▶ **DESCRIPTION OF THE TASK**
The response must consist of all the entries, duplicated without alteration.

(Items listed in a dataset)
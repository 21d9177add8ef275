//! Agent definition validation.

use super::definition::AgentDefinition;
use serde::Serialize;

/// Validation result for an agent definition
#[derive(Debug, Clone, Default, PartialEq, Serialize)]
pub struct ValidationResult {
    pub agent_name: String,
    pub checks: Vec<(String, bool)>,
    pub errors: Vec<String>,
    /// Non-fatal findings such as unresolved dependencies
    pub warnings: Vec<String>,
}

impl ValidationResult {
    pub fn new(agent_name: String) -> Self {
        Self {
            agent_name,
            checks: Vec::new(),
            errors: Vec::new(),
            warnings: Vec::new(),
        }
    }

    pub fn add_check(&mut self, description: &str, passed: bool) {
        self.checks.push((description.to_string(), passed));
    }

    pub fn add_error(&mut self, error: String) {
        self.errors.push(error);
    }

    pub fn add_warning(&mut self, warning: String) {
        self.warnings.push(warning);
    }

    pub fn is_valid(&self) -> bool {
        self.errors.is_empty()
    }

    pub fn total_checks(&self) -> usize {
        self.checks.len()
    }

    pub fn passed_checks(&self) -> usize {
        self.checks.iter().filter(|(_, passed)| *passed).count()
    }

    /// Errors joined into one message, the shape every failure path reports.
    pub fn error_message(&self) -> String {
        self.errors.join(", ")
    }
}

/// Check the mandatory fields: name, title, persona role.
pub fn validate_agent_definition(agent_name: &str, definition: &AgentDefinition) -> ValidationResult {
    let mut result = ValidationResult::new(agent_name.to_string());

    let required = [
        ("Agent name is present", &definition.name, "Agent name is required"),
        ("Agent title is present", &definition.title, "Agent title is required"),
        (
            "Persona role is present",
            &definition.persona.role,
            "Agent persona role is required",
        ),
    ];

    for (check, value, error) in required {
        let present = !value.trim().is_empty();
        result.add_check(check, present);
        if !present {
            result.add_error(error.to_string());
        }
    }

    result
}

▶ **SOLUTION BELOW**
repository 21d9177add8ef275
//! Agent definition validation.

use super::definition::AgentDefinition;
use serde::Serialize;

/// Validation result for an agent definition
#[derive(Debug, Clone, Default, PartialEq, Serialize)]
pub struct ValidationResult {
    pub agent_name: String,
    pub checks: Vec<(String, bool)>,
    pub errors: Vec<String>,
    /// Non-fatal findings such as unresolved dependencies
    pub warnings: Vec<String>,
}

impl ValidationResult {
    pub fn new(agent_name: String) -> Self {
        Self {
            agent_name,
            checks: Vec::new(),
            errors: Vec::new(),
            warnings: Vec::new(),
        }
    }

    pub fn add_check(&mut self, description: &str, passed: bool) {
        self.checks.push((description.to_string(), passed));
    }

    pub fn add_error(&mut self, error: String) {
        self.errors.push(error);
    }

    pub fn add_warning(&mut self, warning: String) {
        self.warnings.push(warning);
    }

    pub fn is_valid(&self) -> bool {
        self.errors.is_empty()
    }

    pub fn total_checks(&self) -> usize {
        self.checks.len()
    }

    pub fn passed_checks(&self) -> usize {
        self.checks.iter().filter(|(_, passed)| *passed).count()
    }

    /// Errors joined into one message, the shape every failure path reports.
    pub fn error_message(&self) -> String {
        self.errors.join(", ")
    }
}

/// Check the mandatory fields: name, title, persona role.
pub fn validate_agent_definition(agent_name: &str, definition: &AgentDefinition) -> ValidationResult {
    let mut result = ValidationResult::new(agent_name.to_string());

    let required = [
        ("Agent name is present", &definition.name, "Agent name is required"),
        ("Agent title is present", &definition.title, "Agent title is required"),
        (
            "Persona role is present",
            &definition.persona.role,
            "Agent persona role is required",
        ),
    ];

    for (check, value, error) in required {
        let present = !value.trim().is_empty();
        result.add_check(check, present);
        if !present {
            result.add_error(error.to_string());
        }
    }

    result
}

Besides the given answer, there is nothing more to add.